• [What the exercise asks] Task for the records below: count the lines that contain the word "filename" and give only that number.
Dataset excerpts Block Start
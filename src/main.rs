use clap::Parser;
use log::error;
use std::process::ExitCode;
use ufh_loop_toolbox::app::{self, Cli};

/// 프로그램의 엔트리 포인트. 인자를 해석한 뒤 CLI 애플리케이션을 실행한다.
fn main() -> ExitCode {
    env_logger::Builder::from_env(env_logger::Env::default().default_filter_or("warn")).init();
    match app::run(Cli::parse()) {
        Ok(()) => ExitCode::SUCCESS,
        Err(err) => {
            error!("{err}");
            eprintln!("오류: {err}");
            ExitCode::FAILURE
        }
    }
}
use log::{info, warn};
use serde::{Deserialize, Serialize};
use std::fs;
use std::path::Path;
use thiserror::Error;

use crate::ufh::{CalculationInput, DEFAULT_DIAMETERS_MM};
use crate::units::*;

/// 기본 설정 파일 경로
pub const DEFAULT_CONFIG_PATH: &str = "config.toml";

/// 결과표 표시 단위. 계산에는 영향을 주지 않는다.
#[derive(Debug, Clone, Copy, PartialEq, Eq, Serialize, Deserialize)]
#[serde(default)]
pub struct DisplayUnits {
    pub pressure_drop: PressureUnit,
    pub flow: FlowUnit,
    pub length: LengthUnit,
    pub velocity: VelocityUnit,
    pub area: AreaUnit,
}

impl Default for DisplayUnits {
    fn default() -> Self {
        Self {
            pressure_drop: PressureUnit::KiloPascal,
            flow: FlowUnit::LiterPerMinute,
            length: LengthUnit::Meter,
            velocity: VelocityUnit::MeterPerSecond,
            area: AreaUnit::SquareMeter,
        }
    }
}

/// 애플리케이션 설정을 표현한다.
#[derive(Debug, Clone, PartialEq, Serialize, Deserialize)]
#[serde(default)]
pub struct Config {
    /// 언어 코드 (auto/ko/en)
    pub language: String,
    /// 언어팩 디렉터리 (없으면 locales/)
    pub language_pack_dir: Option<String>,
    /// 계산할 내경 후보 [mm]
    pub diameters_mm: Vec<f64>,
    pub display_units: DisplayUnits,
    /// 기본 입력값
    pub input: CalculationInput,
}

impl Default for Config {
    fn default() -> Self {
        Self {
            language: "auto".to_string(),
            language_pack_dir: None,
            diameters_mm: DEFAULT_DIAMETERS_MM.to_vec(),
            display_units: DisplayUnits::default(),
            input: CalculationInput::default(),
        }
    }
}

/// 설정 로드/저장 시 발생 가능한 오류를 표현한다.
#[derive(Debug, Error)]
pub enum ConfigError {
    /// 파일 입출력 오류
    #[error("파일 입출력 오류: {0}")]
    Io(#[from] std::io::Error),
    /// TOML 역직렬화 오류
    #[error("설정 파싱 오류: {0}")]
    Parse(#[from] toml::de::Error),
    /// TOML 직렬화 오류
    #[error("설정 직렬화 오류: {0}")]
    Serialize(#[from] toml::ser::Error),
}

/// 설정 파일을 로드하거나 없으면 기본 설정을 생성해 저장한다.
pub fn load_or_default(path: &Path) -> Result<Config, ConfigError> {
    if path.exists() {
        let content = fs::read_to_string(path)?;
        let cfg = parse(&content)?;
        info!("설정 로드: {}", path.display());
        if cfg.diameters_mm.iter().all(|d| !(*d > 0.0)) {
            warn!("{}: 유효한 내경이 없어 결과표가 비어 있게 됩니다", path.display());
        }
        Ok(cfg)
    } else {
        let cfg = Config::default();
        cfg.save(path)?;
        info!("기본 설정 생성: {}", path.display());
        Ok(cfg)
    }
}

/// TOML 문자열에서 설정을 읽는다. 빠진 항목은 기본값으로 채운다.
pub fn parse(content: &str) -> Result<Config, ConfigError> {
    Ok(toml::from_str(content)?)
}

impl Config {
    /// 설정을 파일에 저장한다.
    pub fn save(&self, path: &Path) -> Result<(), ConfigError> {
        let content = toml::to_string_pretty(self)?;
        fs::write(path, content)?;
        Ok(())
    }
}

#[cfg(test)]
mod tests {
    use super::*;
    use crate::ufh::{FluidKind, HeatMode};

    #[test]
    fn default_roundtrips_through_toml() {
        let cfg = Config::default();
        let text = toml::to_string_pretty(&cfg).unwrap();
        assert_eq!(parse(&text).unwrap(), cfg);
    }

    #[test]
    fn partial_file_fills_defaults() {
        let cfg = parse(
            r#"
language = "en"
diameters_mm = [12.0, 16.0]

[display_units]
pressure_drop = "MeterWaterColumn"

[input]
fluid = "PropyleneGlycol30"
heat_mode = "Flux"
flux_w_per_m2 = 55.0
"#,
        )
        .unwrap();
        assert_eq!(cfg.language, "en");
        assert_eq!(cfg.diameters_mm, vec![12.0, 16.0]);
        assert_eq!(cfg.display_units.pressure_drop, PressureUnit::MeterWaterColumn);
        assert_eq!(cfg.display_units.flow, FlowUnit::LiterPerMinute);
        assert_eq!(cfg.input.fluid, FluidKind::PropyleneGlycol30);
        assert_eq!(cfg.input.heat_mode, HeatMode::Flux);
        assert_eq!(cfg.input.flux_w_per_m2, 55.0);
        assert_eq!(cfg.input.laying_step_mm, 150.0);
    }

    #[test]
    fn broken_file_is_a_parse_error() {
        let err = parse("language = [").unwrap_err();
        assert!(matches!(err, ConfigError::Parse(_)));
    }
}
Dataset excerpts Block End
Dataset excerpts Block Start
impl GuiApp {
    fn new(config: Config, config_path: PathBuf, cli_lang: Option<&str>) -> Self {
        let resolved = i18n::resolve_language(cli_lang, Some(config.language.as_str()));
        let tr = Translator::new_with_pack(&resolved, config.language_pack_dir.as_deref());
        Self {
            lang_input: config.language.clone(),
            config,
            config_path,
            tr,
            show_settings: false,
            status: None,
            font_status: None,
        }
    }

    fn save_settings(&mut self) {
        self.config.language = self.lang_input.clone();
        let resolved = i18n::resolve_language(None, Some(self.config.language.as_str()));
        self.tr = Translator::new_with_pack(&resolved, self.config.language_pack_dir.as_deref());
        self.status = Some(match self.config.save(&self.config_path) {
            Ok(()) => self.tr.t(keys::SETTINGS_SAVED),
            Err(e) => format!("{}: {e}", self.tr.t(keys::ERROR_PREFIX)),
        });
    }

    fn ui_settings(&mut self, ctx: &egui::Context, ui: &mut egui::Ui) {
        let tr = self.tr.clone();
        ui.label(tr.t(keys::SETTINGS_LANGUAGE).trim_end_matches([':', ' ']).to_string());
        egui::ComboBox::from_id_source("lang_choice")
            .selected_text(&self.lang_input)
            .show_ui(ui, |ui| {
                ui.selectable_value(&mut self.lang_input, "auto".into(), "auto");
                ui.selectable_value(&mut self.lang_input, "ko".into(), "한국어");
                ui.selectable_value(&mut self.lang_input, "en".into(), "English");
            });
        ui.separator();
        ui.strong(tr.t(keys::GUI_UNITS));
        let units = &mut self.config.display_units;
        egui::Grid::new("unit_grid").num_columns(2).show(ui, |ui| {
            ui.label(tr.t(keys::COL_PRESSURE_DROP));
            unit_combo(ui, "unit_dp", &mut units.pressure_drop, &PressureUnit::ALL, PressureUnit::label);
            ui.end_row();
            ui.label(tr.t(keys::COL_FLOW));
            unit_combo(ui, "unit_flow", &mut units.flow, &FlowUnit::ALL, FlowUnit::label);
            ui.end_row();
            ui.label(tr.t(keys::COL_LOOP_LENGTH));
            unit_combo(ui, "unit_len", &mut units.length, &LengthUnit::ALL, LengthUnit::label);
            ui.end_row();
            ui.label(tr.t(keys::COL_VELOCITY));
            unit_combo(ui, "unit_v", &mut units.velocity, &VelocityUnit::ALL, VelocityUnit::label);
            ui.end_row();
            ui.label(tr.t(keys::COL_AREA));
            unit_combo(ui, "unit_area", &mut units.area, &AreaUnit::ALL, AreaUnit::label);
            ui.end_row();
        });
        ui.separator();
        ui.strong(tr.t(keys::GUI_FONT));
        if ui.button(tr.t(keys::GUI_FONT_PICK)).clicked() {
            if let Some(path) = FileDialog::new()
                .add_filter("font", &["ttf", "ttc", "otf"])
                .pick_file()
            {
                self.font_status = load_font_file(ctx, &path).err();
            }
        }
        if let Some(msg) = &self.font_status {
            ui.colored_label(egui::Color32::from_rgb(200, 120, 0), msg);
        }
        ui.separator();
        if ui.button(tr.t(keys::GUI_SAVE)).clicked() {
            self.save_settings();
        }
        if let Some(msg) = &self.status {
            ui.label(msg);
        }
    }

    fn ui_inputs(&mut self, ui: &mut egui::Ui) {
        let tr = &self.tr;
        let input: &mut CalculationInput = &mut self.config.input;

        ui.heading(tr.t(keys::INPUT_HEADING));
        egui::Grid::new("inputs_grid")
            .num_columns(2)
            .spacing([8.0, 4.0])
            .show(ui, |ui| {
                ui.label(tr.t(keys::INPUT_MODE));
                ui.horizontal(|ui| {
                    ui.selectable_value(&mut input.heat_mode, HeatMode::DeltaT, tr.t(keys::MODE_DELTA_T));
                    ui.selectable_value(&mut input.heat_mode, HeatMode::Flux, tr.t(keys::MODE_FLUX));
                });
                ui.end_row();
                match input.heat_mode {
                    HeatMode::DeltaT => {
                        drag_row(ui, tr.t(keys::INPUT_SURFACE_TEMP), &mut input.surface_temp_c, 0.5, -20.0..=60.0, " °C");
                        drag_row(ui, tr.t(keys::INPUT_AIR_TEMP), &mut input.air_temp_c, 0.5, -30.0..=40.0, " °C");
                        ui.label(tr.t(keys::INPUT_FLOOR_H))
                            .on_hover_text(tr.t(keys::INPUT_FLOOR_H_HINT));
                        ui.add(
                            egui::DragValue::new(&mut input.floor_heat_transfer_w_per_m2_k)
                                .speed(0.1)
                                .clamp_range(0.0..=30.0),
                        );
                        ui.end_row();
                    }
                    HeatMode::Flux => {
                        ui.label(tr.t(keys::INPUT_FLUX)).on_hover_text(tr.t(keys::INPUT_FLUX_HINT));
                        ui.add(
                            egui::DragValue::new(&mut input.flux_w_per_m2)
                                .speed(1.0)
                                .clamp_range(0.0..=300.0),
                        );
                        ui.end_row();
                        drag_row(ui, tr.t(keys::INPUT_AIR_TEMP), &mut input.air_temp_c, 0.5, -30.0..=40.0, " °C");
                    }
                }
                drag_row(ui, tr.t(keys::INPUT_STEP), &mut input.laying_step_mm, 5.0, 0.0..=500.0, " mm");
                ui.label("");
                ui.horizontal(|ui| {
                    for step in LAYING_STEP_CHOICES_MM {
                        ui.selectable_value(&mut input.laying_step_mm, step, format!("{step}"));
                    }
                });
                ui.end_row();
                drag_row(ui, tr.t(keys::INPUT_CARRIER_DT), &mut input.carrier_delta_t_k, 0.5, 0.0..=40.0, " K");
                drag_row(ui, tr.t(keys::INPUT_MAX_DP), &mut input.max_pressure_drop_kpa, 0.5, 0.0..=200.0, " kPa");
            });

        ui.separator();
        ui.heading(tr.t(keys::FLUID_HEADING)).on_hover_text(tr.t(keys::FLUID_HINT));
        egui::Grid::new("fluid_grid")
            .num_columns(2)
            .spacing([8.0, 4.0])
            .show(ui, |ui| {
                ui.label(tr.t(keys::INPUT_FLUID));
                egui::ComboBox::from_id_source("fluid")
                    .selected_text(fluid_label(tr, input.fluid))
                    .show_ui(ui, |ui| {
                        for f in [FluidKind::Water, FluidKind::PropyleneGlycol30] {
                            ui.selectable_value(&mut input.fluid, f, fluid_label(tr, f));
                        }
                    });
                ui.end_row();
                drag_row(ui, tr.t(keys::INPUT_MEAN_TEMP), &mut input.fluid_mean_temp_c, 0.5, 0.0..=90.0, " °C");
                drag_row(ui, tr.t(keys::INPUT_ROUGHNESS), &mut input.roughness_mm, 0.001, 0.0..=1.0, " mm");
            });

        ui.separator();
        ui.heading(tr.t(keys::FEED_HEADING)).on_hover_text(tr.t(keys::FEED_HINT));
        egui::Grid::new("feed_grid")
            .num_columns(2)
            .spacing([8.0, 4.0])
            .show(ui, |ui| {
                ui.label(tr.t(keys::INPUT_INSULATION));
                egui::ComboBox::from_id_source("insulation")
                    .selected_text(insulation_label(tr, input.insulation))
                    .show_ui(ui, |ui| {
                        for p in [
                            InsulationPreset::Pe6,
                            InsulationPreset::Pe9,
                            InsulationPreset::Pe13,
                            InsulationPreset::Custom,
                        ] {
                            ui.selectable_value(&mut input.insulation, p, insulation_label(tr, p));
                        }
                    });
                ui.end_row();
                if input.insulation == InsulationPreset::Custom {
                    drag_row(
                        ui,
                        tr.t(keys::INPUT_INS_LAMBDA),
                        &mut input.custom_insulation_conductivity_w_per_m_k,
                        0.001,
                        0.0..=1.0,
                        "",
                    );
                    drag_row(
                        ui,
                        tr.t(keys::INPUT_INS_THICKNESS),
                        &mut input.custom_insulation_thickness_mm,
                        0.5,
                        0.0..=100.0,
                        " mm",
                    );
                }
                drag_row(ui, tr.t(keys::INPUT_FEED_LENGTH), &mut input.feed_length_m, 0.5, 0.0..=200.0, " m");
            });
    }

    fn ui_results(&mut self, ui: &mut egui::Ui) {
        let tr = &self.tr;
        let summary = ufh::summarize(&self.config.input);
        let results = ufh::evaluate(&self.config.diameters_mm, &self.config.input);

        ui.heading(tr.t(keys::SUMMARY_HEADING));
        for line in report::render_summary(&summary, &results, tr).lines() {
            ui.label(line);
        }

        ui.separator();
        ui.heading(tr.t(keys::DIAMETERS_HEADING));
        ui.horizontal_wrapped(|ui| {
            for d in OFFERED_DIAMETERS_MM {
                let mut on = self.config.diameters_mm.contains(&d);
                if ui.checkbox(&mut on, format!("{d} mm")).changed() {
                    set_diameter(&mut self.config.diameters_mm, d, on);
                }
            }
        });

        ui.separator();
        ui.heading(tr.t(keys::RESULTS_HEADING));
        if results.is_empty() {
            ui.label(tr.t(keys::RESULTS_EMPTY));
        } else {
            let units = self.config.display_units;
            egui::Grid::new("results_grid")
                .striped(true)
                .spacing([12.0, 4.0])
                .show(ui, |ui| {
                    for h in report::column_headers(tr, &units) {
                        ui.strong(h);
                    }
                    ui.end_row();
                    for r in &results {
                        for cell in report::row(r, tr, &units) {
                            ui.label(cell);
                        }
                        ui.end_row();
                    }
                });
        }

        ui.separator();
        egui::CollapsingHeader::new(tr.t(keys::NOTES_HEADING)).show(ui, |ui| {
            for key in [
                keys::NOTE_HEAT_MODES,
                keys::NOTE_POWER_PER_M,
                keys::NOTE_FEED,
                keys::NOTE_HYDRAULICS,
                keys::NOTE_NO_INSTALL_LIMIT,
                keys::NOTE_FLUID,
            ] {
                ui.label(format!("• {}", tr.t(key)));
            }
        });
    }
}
Dataset excerpts Block End
Dataset excerpts Block Start
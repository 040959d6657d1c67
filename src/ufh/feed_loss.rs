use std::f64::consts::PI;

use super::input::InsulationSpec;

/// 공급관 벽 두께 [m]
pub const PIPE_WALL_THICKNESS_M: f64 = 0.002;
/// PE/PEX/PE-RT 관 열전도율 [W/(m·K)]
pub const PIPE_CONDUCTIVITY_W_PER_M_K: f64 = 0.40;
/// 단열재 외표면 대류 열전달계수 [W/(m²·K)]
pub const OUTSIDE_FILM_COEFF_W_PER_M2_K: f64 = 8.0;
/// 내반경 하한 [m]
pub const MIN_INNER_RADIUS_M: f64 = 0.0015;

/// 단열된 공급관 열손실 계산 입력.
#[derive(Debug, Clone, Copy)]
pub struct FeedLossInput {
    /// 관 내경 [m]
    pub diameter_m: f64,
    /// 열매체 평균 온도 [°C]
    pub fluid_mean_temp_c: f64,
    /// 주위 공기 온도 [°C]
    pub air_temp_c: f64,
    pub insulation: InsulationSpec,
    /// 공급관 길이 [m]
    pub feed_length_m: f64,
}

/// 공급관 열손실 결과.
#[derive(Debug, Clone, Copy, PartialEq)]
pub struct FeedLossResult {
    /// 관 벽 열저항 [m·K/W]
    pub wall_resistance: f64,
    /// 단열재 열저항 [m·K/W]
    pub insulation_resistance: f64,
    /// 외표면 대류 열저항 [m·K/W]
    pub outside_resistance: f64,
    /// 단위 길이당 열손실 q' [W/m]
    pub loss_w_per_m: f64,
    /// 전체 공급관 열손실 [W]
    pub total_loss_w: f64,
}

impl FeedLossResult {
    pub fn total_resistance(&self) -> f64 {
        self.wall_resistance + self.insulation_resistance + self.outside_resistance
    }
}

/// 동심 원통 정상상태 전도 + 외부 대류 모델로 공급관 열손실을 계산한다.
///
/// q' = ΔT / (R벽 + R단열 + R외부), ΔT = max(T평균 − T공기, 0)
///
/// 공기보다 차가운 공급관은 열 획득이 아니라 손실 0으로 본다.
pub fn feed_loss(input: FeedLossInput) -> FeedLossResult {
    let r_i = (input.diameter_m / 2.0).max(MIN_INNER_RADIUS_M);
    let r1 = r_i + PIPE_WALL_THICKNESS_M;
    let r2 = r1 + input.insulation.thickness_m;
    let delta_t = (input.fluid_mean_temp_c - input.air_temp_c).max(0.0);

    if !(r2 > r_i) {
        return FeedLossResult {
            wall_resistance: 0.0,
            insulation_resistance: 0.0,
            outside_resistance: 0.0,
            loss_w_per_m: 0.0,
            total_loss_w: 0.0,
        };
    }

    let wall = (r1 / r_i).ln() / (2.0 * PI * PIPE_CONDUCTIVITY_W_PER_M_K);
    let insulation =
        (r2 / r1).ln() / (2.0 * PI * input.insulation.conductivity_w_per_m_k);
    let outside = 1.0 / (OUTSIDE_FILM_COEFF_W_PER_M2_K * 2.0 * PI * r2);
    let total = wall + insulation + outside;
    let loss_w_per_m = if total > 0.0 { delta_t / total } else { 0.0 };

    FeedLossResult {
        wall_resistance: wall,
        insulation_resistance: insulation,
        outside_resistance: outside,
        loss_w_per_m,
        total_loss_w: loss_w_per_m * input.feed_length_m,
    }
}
Dataset excerpts Block End
• [Final answer] 2